■赤字は悪?「短い期間で評価するものでもない」
では、この大赤字は“悪”なのか。スタートアップ投資に精通するシニフィアン共同代表の村上誠典氏は、安易に赤字=ネガティブなものとして報じることを疑問視する。「まずAIという取り組み自体、1年とか短い期間で評価するものではない。おそらくAIの開発は儲かる・儲からない、発展する・発展しないに関わらず、人類のためにやり続けるもの。今の売り上げが何億ドル、赤字が何億ドルというのを見ること自体が、本来やるべき時間軸からしたら短く切りすぎている。人類全体で見て付加価値のある、このAIという産業に大きな投資をしている。生み出す付加価値の量についての評価はまだ早い」。また、赤字を回収し、黒字化に転ずることを目指すという風潮そのものにも、首をひねる。「赤字が続くからといっても、たぶん止めずにやり続ける。巨額の投資という最大のメリットは、研究・開発をする人を囲い込めること」と加えた。
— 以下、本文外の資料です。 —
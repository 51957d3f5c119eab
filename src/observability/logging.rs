//! Structured logging.

use tracing_subscriber::{layer::SubscriberExt, util::SubscriberInitExt, EnvFilter};

use crate::config::LoggingConfig;

/// Install the global tracing subscriber.
pub fn init_logging(config: &LoggingConfig) {
    tracing_subscriber::registry()
        .with(EnvFilter::try_from_default_env().unwrap_or_else(|_| EnvFilter::new(&config.filter)))
        .with(tracing_subscriber::fmt::layer().with_writer(std::io::stderr))
        .init();
}
//! Claims command implementation.

use super::read_input;
use crate::cli::ClaimsArgs;
use crate::error::Result;
use crate::output::Formatter;
use rebuttal_extractor::ClaimParser;

/// Execute the claims command.
pub fn execute_claims(args: ClaimsArgs, formatter: &Formatter) -> Result<()> {
    let remittance = read_input(&args.remit)?;
    let mut claims = ClaimParser::new()?.parse_all(&remittance);

    if let Some(patient) = &args.patient {
        let total = claims.len();
        claims.retain(|claim| claim.is_for_patient(patient));
        eprintln!(
            "{}",
            formatter.info(&format!("{} of {} claims are for '{}'", claims.len(), total, patient))
        );
    }

    println!("{}", formatter.format_claims(&claims)?);

    Ok(())
}
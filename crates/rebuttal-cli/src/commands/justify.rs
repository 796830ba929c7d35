//! Justify command implementation.

use super::read_input;
use crate::cli::JustifyArgs;
use crate::config::Config;
use crate::error::Result;
use crate::output::Formatter;
use rebuttal_extractor::{parse_document, JustificationExtractor};

/// Execute the justify command.
pub fn execute_justify(args: JustifyArgs, config: &Config, formatter: &Formatter) -> Result<()> {
    let note = parse_document(&read_input(&args.note)?)?;
    let extractor = JustificationExtractor::from_config(&config.extractor)?;

    println!("{}", formatter.format_justification(&extractor.extract(&note))?);

    Ok(())
}
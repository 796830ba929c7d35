//! Rebuttal CLI library.
//!
//! This library provides the core functionality for the `rebuttal` command-line
//! interface, including configuration management, command execution, and output
//! formatting. The [`commands::prepare_appeal`] entry point runs the whole
//! remittance-to-appeal pipeline without touching the terminal.

pub mod cli;
pub mod commands;
pub mod config;
pub mod error;
pub mod output;

pub use cli::{Cli, Command};
pub use config::Config;
pub use error::{CliError, Result};
pub use output::Formatter;
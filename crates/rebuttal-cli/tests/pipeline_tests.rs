//! End-to-end tests for the remittance-to-appeal pipeline
//!
//! These run the sample remittances and clinical note under `demos/` through
//! `prepare_appeal`, the same path the `appeal` command takes.

use rebuttal_cli::commands::prepare_appeal;
use rebuttal_cli::config::OutputFormat;
use rebuttal_cli::{Config, Formatter};
use rebuttal_domain::{ClinicalDocument, APPEAL_REQUEST, UNRESOLVED_REASON};
use rebuttal_extractor::parse_document;

const REMITTANCE: &str = include_str!(concat!(env!("CARGO_MANIFEST_DIR"), "/../../demos/remittance.txt"));
const REMITTANCE_SINGLE: &str = include_str!(concat!(
    env!("CARGO_MANIFEST_DIR"),
    "/../../demos/remittance_single.txt"
));
const CLINICAL_NOTE: &str = include_str!(concat!(
    env!("CARGO_MANIFEST_DIR"),
    "/../../demos/clinical_note.json"
));
const SAMPLE_CONFIG: &str = include_str!(concat!(env!("CARGO_MANIFEST_DIR"), "/../../demos/rebuttal.toml"));

fn note() -> ClinicalDocument {
    parse_document(CLINICAL_NOTE).unwrap()
}

#[test]
fn test_appeal_for_robert_johnson() {
    let appeal = prepare_appeal(REMITTANCE, &note(), "Robert Johnson", &Config::default())
        .unwrap()
        .expect("claim for Robert Johnson");

    assert_eq!(appeal.patient, "Robert Johnson");
    assert_eq!(appeal.claim_number, "CLM345678");
    assert_eq!(appeal.date_of_service, "2024-12-10");
    assert_eq!(appeal.procedure_code, "73030 (X-ray, shoulder, 2 views)");
    assert_eq!(
        appeal.reason,
        "Medical Neccesity: Payment based on the findings of a review organization"
    );
    assert!(appeal
        .justification
        .contains("He reports that the discomfort began after slipping on ice"));
    assert!(!appeal.justification.contains("denies numbness"));
    assert_eq!(appeal.request, APPEAL_REQUEST);
}

#[test]
fn test_unknown_patient_yields_no_appeal() {
    let appeal = prepare_appeal(REMITTANCE, &note(), "Alice Unknown", &Config::default()).unwrap();
    assert!(appeal.is_none());
}

#[test]
fn test_remittance_without_claims_yields_no_appeal() {
    let appeal = prepare_appeal(
        "Thank you,\nMedicare Claims Processing Department\n",
        &note(),
        "Robert Johnson",
        &Config::default(),
    )
    .unwrap();
    assert!(appeal.is_none());
}

#[test]
fn test_unmapped_carc_without_rarc() {
    let appeal = prepare_appeal(REMITTANCE_SINGLE, &note(), "Robert Johnson", &Config::default())
        .unwrap()
        .unwrap();

    assert_eq!(appeal.claim_number, "CLM901234");
    assert_eq!(appeal.reason, UNRESOLVED_REASON);
}

#[test]
fn test_claim_selection_by_patient() {
    let config = Config::default();

    let jane = prepare_appeal(REMITTANCE, &note(), "Jane Smith", &config)
        .unwrap()
        .unwrap();
    assert_eq!(jane.claim_number, "CLM789012");
    assert_eq!(jane.reason, "Coding Error");

    let john = prepare_appeal(REMITTANCE, &note(), "John Doe", &config)
        .unwrap()
        .unwrap();
    assert_eq!(john.claim_number, "CLM123456");
    assert_eq!(john.reason, "Coding Error: Patient ineligible for this service");
}

#[test]
fn test_configured_reasons_replace_builtin_table() {
    let config: Config = toml::from_str(SAMPLE_CONFIG).unwrap();

    let appeal = prepare_appeal(REMITTANCE_SINGLE, &note(), "Robert Johnson", &config)
        .unwrap()
        .unwrap();
    assert_eq!(appeal.reason, "Missing Precertification");
}

#[test]
fn test_appeal_json_output() {
    let appeal = prepare_appeal(REMITTANCE, &note(), "Robert Johnson", &Config::default())
        .unwrap()
        .unwrap();
    let output = Formatter::new(OutputFormat::Json, false)
        .format_appeal(&appeal)
        .unwrap();

    let value: serde_json::Value = serde_json::from_str(&output).unwrap();
    assert_eq!(value["Claim Number"], "CLM345678");
    assert_eq!(value["Request"], APPEAL_REQUEST);
}
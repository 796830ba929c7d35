//! Output formatting for the CLI.

use crate::config::OutputFormat;
use crate::error::Result;
use colored::*;
use rebuttal_domain::{AppealRecord, ClaimRecord, JustificationSet};
use serde_json::{Map, Value};
use tabled::{
    builder::Builder,
    settings::{
        object::{Columns, Rows},
        Alignment, Modify, Style, Width,
    },
};

/// Wrap width for long free-text cells
const TEXT_WIDTH: usize = 88;

/// Output formatter.
pub struct Formatter {
    format: OutputFormat,
    color_enabled: bool,
}

impl Formatter {
    /// Create a new formatter.
    pub fn new(format: OutputFormat, color_enabled: bool) -> Self {
        Self {
            format,
            color_enabled,
        }
    }

    /// Format an appeal record.
    pub fn format_appeal(&self, appeal: &AppealRecord) -> Result<String> {
        match self.format {
            OutputFormat::Json => {
                let object: Map<String, Value> = appeal
                    .fields()
                    .iter()
                    .map(|(label, value)| (label.to_string(), Value::from(*value)))
                    .collect();
                Ok(serde_json::to_string_pretty(&object)?)
            }
            OutputFormat::Table => {
                let mut builder = Builder::default();
                builder.push_record(["Field", "Value"]);
                for (label, value) in appeal.fields() {
                    builder.push_record([label, value]);
                }

                let mut table = builder.build();
                table
                    .with(Style::rounded())
                    .with(Modify::new(Rows::first()).with(Alignment::center()))
                    .with(Modify::new(Columns::single(1)).with(Width::wrap(TEXT_WIDTH)));

                Ok(table.to_string())
            }
            OutputFormat::Quiet => Ok(format!("{}\n{}", appeal.reason, appeal.justification)),
        }
    }

    /// Format parsed claims.
    pub fn format_claims(&self, claims: &[ClaimRecord]) -> Result<String> {
        match self.format {
            OutputFormat::Json => self.format_claims_json(claims),
            OutputFormat::Table => self.format_claims_table(claims),
            OutputFormat::Quiet => Ok(claims
                .iter()
                .map(|c| c.claim_number.as_str())
                .collect::<Vec<_>>()
                .join("\n")),
        }
    }

    /// Format claims as JSON.
    fn format_claims_json(&self, claims: &[ClaimRecord]) -> Result<String> {
        let json_claims: Vec<Value> = claims
            .iter()
            .map(|c| {
                serde_json::json!({
                    "ClaimNumber": c.claim_number,
                    "PatientName": c.patient_name,
                    "DateOfService": c.date_of_service,
                    "ProcedureCode": c.procedure_code,
                    "BilledAmount": c.billed_amount,
                    "AllowedAmount": c.allowed_amount,
                    "PatientResponsibility": c.patient_responsibility,
                    "PaidAmount": c.paid_amount,
                    "Adjustment": c.adjustment,
                    "CARC": c.carc,
                    "RARC": c.rarc,
                })
            })
            .collect();

        Ok(serde_json::to_string_pretty(&json_claims)?)
    }

    /// Format claims as a table.
    fn format_claims_table(&self, claims: &[ClaimRecord]) -> Result<String> {
        if claims.is_empty() {
            return Ok(self.colorize("No claims found.", "yellow"));
        }

        let mut builder = Builder::default();
        builder.push_record([
            "Claim", "Patient", "Service Date", "Procedure", "Billed", "Paid", "Adjustment",
            "CARC", "RARC",
        ]);

        for claim in claims {
            builder.push_record([
                claim.claim_number.as_str(),
                &claim.patient_name,
                &claim.date_of_service,
                &claim.procedure_code,
                &claim.billed_amount,
                &claim.paid_amount,
                &claim.adjustment,
                &claim.carc,
                claim.rarc.as_deref().unwrap_or("-"),
            ]);
        }

        let mut table = builder.build();
        table
            .with(Style::rounded())
            .with(Modify::new(Rows::first()).with(Alignment::center()));

        Ok(table.to_string())
    }

    /// Format justification sentences.
    pub fn format_justification(&self, justification: &JustificationSet) -> Result<String> {
        match self.format {
            OutputFormat::Json => Ok(serde_json::to_string_pretty(justification.as_slice())?),
            OutputFormat::Quiet => Ok(justification.as_slice().join("\n")),
            OutputFormat::Table => {
                if justification.is_empty() {
                    return Ok(self.colorize("No justification sentences found.", "yellow"));
                }

                let mut builder = Builder::default();
                builder.push_record(["#", "Sentence"]);
                for (idx, sentence) in justification.iter().enumerate() {
                    builder.push_record([(idx + 1).to_string(), sentence.to_string()]);
                }

                let mut table = builder.build();
                table
                    .with(Style::rounded())
                    .with(Modify::new(Columns::single(1)).with(Width::wrap(TEXT_WIDTH)));

                Ok(table.to_string())
            }
        }
    }

    /// Format a success message.
    pub fn success(&self, message: &str) -> String {
        self.colorize(&format!("✓ {}", message), "green")
    }

    /// Format an error message.
    pub fn error(&self, message: &str) -> String {
        self.colorize(&format!("✗ {}", message), "red")
    }

    /// Format an info message.
    pub fn info(&self, message: &str) -> String {
        self.colorize(&format!("ℹ {}", message), "blue")
    }

    /// Format a warning message.
    pub fn warning(&self, message: &str) -> String {
        self.colorize(&format!("⚠ {}", message), "yellow")
    }

    /// Colorize text if color is enabled.
    fn colorize(&self, text: &str, color: &str) -> String {
        if !self.color_enabled {
            return text.to_string();
        }

        match color {
            "red" => text.red().to_string(),
            "green" => text.green().to_string(),
            "blue" => text.blue().to_string(),
            "yellow" => text.yellow().to_string(),
            _ => text.to_string(),
        }
    }
}
//! Sentence segmentation for clinical text

use crate::config::ExtractorConfig;
use rebuttal_domain::SentenceTokenizer;
use std::collections::HashSet;
use unicode_segmentation::UnicodeSegmentation;

/// Splits text on Unicode (UAX #29) sentence boundaries, then re-joins
/// pieces that were split after a known abbreviation or an initial inside a
/// name.
///
/// UAX #29 already keeps decimals (`98.5`) and lowercase continuations
/// (`e.g. the`) together; abbreviations followed by a capitalized word
/// (`Dr. Jane`) need the second pass.
#[derive(Debug, Clone)]
pub struct RuleTokenizer {
    abbreviations: HashSet<String>,
}

impl RuleTokenizer {
    /// Create a tokenizer that treats `abbreviations` (with their trailing
    /// period, any case) as non-terminal
    pub fn new<I, S>(abbreviations: I) -> Self
    where
        I: IntoIterator<Item = S>,
        S: AsRef<str>,
    {
        Self {
            abbreviations: abbreviations
                .into_iter()
                .map(|a| a.as_ref().to_lowercase())
                .collect(),
        }
    }

    /// Create a tokenizer from the extractor configuration
    pub fn from_config(config: &ExtractorConfig) -> Self {
        Self::new(&config.abbreviations)
    }

    /// Whether the boundary after `sentence` (the text gathered so far)
    /// should be dropped.
    ///
    /// A configured abbreviation always joins. A single capital initial joins
    /// only inside a name: after a title or another initial ("Dr. R. Patel"),
    /// or before another initial ("J. R. Smith"). Otherwise "vitamin D." and
    /// "segment C." end their sentences.
    fn joins_next(&self, sentence: &str, next: Option<&str>) -> bool {
        let mut words = sentence.split_whitespace().rev().map(trim_word);
        let Some(last) = words.next() else {
            return false;
        };
        if !last.ends_with('.') {
            return false;
        }

        if self.is_abbreviation(last) {
            return true;
        }
        if !is_initial(last) {
            return false;
        }

        let after_title = words
            .next()
            .is_some_and(|prev| self.is_abbreviation(prev) || is_initial(prev));
        let before_initial = next
            .and_then(|next| next.split_whitespace().next())
            .is_some_and(|word| is_initial(trim_word(word)));

        after_title || before_initial
    }

    fn is_abbreviation(&self, word: &str) -> bool {
        self.abbreviations.contains(&word.to_lowercase())
    }
}

/// Strip leading punctuation such as an opening parenthesis
fn trim_word(word: &str) -> &str {
    word.trim_start_matches(|c: char| !c.is_alphanumeric())
}

/// A single capital letter and a period, as in "J."
fn is_initial(word: &str) -> bool {
    let mut chars = word.chars();
    matches!(
        (chars.next(), chars.next(), chars.next()),
        (Some(c), Some('.'), None) if c.is_uppercase()
    )
}

impl Default for RuleTokenizer {
    fn default() -> Self {
        Self::from_config(&ExtractorConfig::default())
    }
}

impl SentenceTokenizer for RuleTokenizer {
    fn sentences<'a>(&self, text: &'a str) -> Vec<&'a str> {
        let pieces: Vec<(usize, &str)> = text.split_sentence_bound_indices().collect();
        let mut sentences = Vec::new();
        let mut pending: Option<usize> = None;

        for (idx, &(offset, piece)) in pieces.iter().enumerate() {
            let start = *pending.get_or_insert(offset);
            let sentence = &text[start..offset + piece.len()];
            let next = pieces.get(idx + 1).map(|&(_, next)| next);

            if next.is_some() && self.joins_next(sentence, next) {
                continue;
            }
            sentences.push(sentence);
            pending = None;
        }

        sentences.retain(|s| !s.trim().is_empty());
        sentences
    }
}
//! Appeal command implementation.

use super::read_input;
use crate::cli::AppealArgs;
use crate::config::Config;
use crate::error::{CliError, Result};
use crate::output::Formatter;
use rebuttal_composer::AppealComposer;
use rebuttal_domain::{AppealRecord, ClinicalDocument};
use rebuttal_extractor::{parse_document, ClaimParser, JustificationExtractor};
use tracing::info;

/// Top-level note key naming the patient
const PATIENT_NAME_KEY: &str = "Patient Name";

/// Execute the appeal command.
pub fn execute_appeal(args: AppealArgs, config: &Config, formatter: &Formatter) -> Result<()> {
    if args.remit == "-" && args.note == "-" {
        return Err(CliError::InvalidInput(
            "Only one of --remit and --note can read from stdin".to_string(),
        ));
    }

    let remittance = read_input(&args.remit)?;
    let note = parse_document(&read_input(&args.note)?)?;

    let patient = match args.patient {
        Some(patient) => patient,
        None => note_patient(&note)?,
    };

    let appeal = prepare_appeal(&remittance, &note, &patient, config)?
        .ok_or_else(|| CliError::ClaimNotFound { patient })?;

    if appeal.justification.is_empty() {
        eprintln!(
            "{}",
            formatter.warning("No supporting sentences found in the clinical note")
        );
    }

    println!("{}", formatter.format_appeal(&appeal)?);

    Ok(())
}

/// Run the full pipeline for one patient.
///
/// Returns `Ok(None)` when the remittance holds no claim for `patient`,
/// whether because no claim block parsed at all or because none matched.
pub fn prepare_appeal(
    remittance: &str,
    note: &ClinicalDocument,
    patient: &str,
    config: &Config,
) -> Result<Option<AppealRecord>> {
    let parser = ClaimParser::new()?;
    let Some(claim) = parser.find_claim(remittance, patient) else {
        return Ok(None);
    };

    info!("Drafting appeal for claim {}", claim);

    let extractor = JustificationExtractor::from_config(&config.extractor)?;
    let justification = extractor.extract(note);

    let composer = AppealComposer::new(config.reason_table());
    Ok(Some(composer.compose(&claim, &justification)))
}

/// Patient name from the note's top-level "Patient Name" entry.
fn note_patient(note: &ClinicalDocument) -> Result<String> {
    note.get(PATIENT_NAME_KEY)
        .and_then(ClinicalDocument::as_leaf)
        .map(str::to_string)
        .ok_or_else(|| {
            CliError::InvalidInput(format!(
                "No --patient given and the note has no top-level \"{}\"",
                PATIENT_NAME_KEY
            ))
        })
}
また文化通訳でシンガソングライターのネルソン・バビンコイ氏は、数々の生成AIが今後の新たな付加価値を生むプラットフォームになるものだと信じて疑わない。「長い目でプラットフォームを作っていて、今みんなが使っているスマートフォンのOSのようなもの。アップルも、以前から儲かってはいたがApp Storeで一般的な開発者がアプリを誰でも作れるようになって、そのアプリをスマートフォンに乗せることでお金を出して、その利益がどんどん増えた。個人的な感覚かもしれないが、みんなそれぞれAIプラットフォームを作っている。それをベースにいろいろな企業が立ち上がり、サービスを作っていく未来には向かっていると思う」と今後の展望を語った。生成AIそのものが利益を生むのではなく、それを使った新たなサービスが利益を生み、還元されていく。その付加価値を生み出すための先行投資が続いている時期だと述べた。